Look through the data for the string "text". Copy every line where it is found.

Excerpts from a dataset:
- - - - -
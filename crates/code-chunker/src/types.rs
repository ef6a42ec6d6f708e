use crate::tokens::TokenCounter;
use depchunk_protocol::{escape_newlines, ChunkContent, ChunkRecord, DependencyRecord};
use serde::{Deserialize, Serialize};

/// A file path together with its (already loaded) content
#[derive(Debug, Clone, Serialize, Deserialize, PartialEq, Eq)]
pub struct SourceDocument {
    /// Project-root-relative path
    pub path: String,

    /// File content
    pub content: String,
}

impl SourceDocument {
    pub fn new(path: impl Into<String>, content: impl Into<String>) -> Self {
        Self {
            path: path.into(),
            content: content.into(),
        }
    }
}

/// One prompt unit: a main file plus a subset of its dependencies
#[derive(Debug, Clone, Serialize, Deserialize, PartialEq, Eq)]
pub struct Chunk {
    pub project_id: u64,

    /// 0-based, sequential per main file
    pub chunk_id: usize,

    pub main_file_path: String,

    pub main_file_content: String,

    pub dependencies: Vec<SourceDocument>,
}

impl Chunk {
    /// Create an empty chunk seeded with the main file
    #[must_use]
    pub fn new(project_id: u64, chunk_id: usize, main: &SourceDocument) -> Self {
        Self {
            project_id,
            chunk_id,
            main_file_path: main.path.clone(),
            main_file_content: main.content.clone(),
            dependencies: Vec::new(),
        }
    }

    /// Token weight: main file plus every dependency
    pub fn weight(&self, counter: &dyn TokenCounter) -> usize {
        self.dependencies
            .iter()
            .map(|dep| counter.count(&dep.content))
            .fold(counter.count(&self.main_file_content), usize::saturating_add)
    }

    /// Convert into the emitted record format
    #[must_use]
    pub fn to_record(&self, escape: bool) -> ChunkRecord {
        let text = |content: &str| {
            if escape {
                escape_newlines(content)
            } else {
                content.to_string()
            }
        };

        ChunkRecord {
            project_id: self.project_id,
            chunk_id: self.chunk_id,
            content: ChunkContent {
                main_file_path: self.main_file_path.clone(),
                main_file_content: text(&self.main_file_content),
                dependencies: self
                    .dependencies
                    .iter()
                    .map(|dep| DependencyRecord {
                        file_path: dep.path.clone(),
                        file_content: text(&dep.content),
                    })
                    .collect(),
            },
        }
    }
}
- - - - -
§ TASK RESULT
        let text = |content: &str| {
                main_file_content: text(&self.main_file_content),
                        file_content: text(&dep.content),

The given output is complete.